_What is expected_
Please restate each entry below, word for word.

Saved entries
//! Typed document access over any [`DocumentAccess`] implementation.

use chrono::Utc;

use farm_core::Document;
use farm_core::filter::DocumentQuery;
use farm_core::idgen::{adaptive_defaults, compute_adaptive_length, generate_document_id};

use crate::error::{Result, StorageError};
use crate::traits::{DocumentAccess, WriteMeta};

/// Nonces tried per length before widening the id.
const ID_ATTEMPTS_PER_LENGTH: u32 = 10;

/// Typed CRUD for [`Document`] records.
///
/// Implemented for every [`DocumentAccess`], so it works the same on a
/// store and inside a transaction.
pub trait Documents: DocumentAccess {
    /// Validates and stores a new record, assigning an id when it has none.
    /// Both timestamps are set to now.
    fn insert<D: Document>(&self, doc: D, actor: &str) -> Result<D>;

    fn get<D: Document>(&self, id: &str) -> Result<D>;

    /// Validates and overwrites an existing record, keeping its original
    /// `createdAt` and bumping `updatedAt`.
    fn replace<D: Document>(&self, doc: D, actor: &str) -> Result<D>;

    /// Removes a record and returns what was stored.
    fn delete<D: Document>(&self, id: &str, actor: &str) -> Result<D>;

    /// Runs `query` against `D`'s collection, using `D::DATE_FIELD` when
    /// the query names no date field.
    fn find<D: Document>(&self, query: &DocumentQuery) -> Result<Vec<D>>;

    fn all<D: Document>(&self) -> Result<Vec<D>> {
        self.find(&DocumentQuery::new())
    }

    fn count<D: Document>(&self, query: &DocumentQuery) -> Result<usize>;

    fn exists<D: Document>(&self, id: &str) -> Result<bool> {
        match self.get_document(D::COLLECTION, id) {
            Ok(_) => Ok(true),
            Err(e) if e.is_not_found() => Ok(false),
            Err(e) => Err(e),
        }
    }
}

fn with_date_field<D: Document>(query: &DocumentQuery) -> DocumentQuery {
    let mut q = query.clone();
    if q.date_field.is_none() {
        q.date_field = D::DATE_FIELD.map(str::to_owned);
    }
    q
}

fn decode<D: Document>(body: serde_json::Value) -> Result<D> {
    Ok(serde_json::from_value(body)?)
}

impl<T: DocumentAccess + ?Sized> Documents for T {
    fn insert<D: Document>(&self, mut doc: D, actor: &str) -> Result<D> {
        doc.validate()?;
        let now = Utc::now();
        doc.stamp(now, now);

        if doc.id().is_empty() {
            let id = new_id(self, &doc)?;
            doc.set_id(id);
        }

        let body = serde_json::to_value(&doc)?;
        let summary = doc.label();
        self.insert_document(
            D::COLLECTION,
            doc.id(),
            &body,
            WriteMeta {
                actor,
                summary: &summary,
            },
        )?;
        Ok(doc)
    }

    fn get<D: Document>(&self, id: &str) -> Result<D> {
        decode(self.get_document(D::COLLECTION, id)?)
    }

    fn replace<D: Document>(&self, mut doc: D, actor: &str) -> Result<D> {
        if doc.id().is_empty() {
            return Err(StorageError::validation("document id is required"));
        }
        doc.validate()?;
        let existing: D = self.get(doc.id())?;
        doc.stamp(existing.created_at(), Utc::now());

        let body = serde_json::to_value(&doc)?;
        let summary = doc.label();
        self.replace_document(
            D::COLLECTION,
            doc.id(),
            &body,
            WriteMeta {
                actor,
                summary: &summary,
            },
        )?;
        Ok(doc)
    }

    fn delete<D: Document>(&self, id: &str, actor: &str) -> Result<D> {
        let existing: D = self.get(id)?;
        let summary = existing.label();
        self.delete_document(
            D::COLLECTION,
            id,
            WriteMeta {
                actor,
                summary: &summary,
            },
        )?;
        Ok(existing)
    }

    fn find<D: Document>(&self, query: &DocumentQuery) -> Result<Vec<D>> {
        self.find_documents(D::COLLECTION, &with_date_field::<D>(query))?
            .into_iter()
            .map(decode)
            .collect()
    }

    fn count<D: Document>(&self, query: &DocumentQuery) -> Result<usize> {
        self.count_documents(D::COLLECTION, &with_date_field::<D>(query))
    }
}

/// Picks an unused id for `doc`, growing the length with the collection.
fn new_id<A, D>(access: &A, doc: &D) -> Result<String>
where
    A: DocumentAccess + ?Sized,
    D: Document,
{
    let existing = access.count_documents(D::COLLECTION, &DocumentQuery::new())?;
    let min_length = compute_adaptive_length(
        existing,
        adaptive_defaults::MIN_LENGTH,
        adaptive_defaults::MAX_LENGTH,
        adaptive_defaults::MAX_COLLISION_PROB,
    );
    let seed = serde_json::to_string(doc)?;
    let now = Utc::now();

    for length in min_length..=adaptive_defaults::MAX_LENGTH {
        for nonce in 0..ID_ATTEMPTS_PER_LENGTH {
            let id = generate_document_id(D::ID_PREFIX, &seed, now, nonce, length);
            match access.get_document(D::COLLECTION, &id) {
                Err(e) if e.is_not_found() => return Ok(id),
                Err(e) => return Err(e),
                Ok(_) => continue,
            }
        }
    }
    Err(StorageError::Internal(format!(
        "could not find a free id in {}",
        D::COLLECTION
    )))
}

_Response for this exercise_
//! Typed document access over any [`DocumentAccess`] implementation.

use chrono::Utc;

use farm_core::Document;
use farm_core::filter::DocumentQuery;
use farm_core::idgen::{adaptive_defaults, compute_adaptive_length, generate_document_id};

use crate::error::{Result, StorageError};
use crate::traits::{DocumentAccess, WriteMeta};

/// Nonces tried per length before widening the id.
const ID_ATTEMPTS_PER_LENGTH: u32 = 10;

/// Typed CRUD for [`Document`] records.
///
/// Implemented for every [`DocumentAccess`], so it works the same on a
/// store and inside a transaction.
pub trait Documents: DocumentAccess {
    /// Validates and stores a new record, assigning an id when it has none.
    /// Both timestamps are set to now.
    fn insert<D: Document>(&self, doc: D, actor: &str) -> Result<D>;

    fn get<D: Document>(&self, id: &str) -> Result<D>;

    /// Validates and overwrites an existing record, keeping its original
    /// `createdAt` and bumping `updatedAt`.
    fn replace<D: Document>(&self, doc: D, actor: &str) -> Result<D>;

    /// Removes a record and returns what was stored.
    fn delete<D: Document>(&self, id: &str, actor: &str) -> Result<D>;

    /// Runs `query` against `D`'s collection, using `D::DATE_FIELD` when
    /// the query names no date field.
    fn find<D: Document>(&self, query: &DocumentQuery) -> Result<Vec<D>>;

    fn all<D: Document>(&self) -> Result<Vec<D>> {
        self.find(&DocumentQuery::new())
    }

    fn count<D: Document>(&self, query: &DocumentQuery) -> Result<usize>;

    fn exists<D: Document>(&self, id: &str) -> Result<bool> {
        match self.get_document(D::COLLECTION, id) {
            Ok(_) => Ok(true),
            Err(e) if e.is_not_found() => Ok(false),
            Err(e) => Err(e),
        }
    }
}

fn with_date_field<D: Document>(query: &DocumentQuery) -> DocumentQuery {
    let mut q = query.clone();
    if q.date_field.is_none() {
        q.date_field = D::DATE_FIELD.map(str::to_owned);
    }
    q
}

fn decode<D: Document>(body: serde_json::Value) -> Result<D> {
    Ok(serde_json::from_value(body)?)
}

impl<T: DocumentAccess + ?Sized> Documents for T {
    fn insert<D: Document>(&self, mut doc: D, actor: &str) -> Result<D> {
        doc.validate()?;
        let now = Utc::now();
        doc.stamp(now, now);

        if doc.id().is_empty() {
            let id = new_id(self, &doc)?;
            doc.set_id(id);
        }

        let body = serde_json::to_value(&doc)?;
        let summary = doc.label();
        self.insert_document(
            D::COLLECTION,
            doc.id(),
            &body,
            WriteMeta {
                actor,
                summary: &summary,
            },
        )?;
        Ok(doc)
    }

    fn get<D: Document>(&self, id: &str) -> Result<D> {
        decode(self.get_document(D::COLLECTION, id)?)
    }

    fn replace<D: Document>(&self, mut doc: D, actor: &str) -> Result<D> {
        if doc.id().is_empty() {
            return Err(StorageError::validation("document id is required"));
        }
        doc.validate()?;
        let existing: D = self.get(doc.id())?;
        doc.stamp(existing.created_at(), Utc::now());

        let body = serde_json::to_value(&doc)?;
        let summary = doc.label();
        self.replace_document(
            D::COLLECTION,
            doc.id(),
            &body,
            WriteMeta {
                actor,
                summary: &summary,
            },
        )?;
        Ok(doc)
    }

    fn delete<D: Document>(&self, id: &str, actor: &str) -> Result<D> {
        let existing: D = self.get(id)?;
        let summary = existing.label();
        self.delete_document(
            D::COLLECTION,
            id,
            WriteMeta {
                actor,
                summary: &summary,
            },
        )?;
        Ok(existing)
    }

    fn find<D: Document>(&self, query: &DocumentQuery) -> Result<Vec<D>> {
        self.find_documents(D::COLLECTION, &with_date_field::<D>(query))?
            .into_iter()
            .map(decode)
            .collect()
    }

    fn count<D: Document>(&self, query: &DocumentQuery) -> Result<usize> {
        self.count_documents(D::COLLECTION, &with_date_field::<D>(query))
    }
}

/// Picks an unused id for `doc`, growing the length with the collection.
fn new_id<A, D>(access: &A, doc: &D) -> Result<String>
where
    A: DocumentAccess + ?Sized,
    D: Document,
{
    let existing = access.count_documents(D::COLLECTION, &DocumentQuery::new())?;
    let min_length = compute_adaptive_length(
        existing,
        adaptive_defaults::MIN_LENGTH,
        adaptive_defaults::MAX_LENGTH,
        adaptive_defaults::MAX_COLLISION_PROB,
    );
    let seed = serde_json::to_string(doc)?;
    let now = Utc::now();

    for length in min_length..=adaptive_defaults::MAX_LENGTH {
        for nonce in 0..ID_ATTEMPTS_PER_LENGTH {
            let id = generate_document_id(D::ID_PREFIX, &seed, now, nonce, length);
            match access.get_document(D::COLLECTION, &id) {
                Err(e) if e.is_not_found() => return Ok(id),
                Err(e) => return Err(e),
                Ok(_) => continue,
            }
        }
    }
    Err(StorageError::Internal(format!(
        "could not find a free id in {}",
        D::COLLECTION
    )))
}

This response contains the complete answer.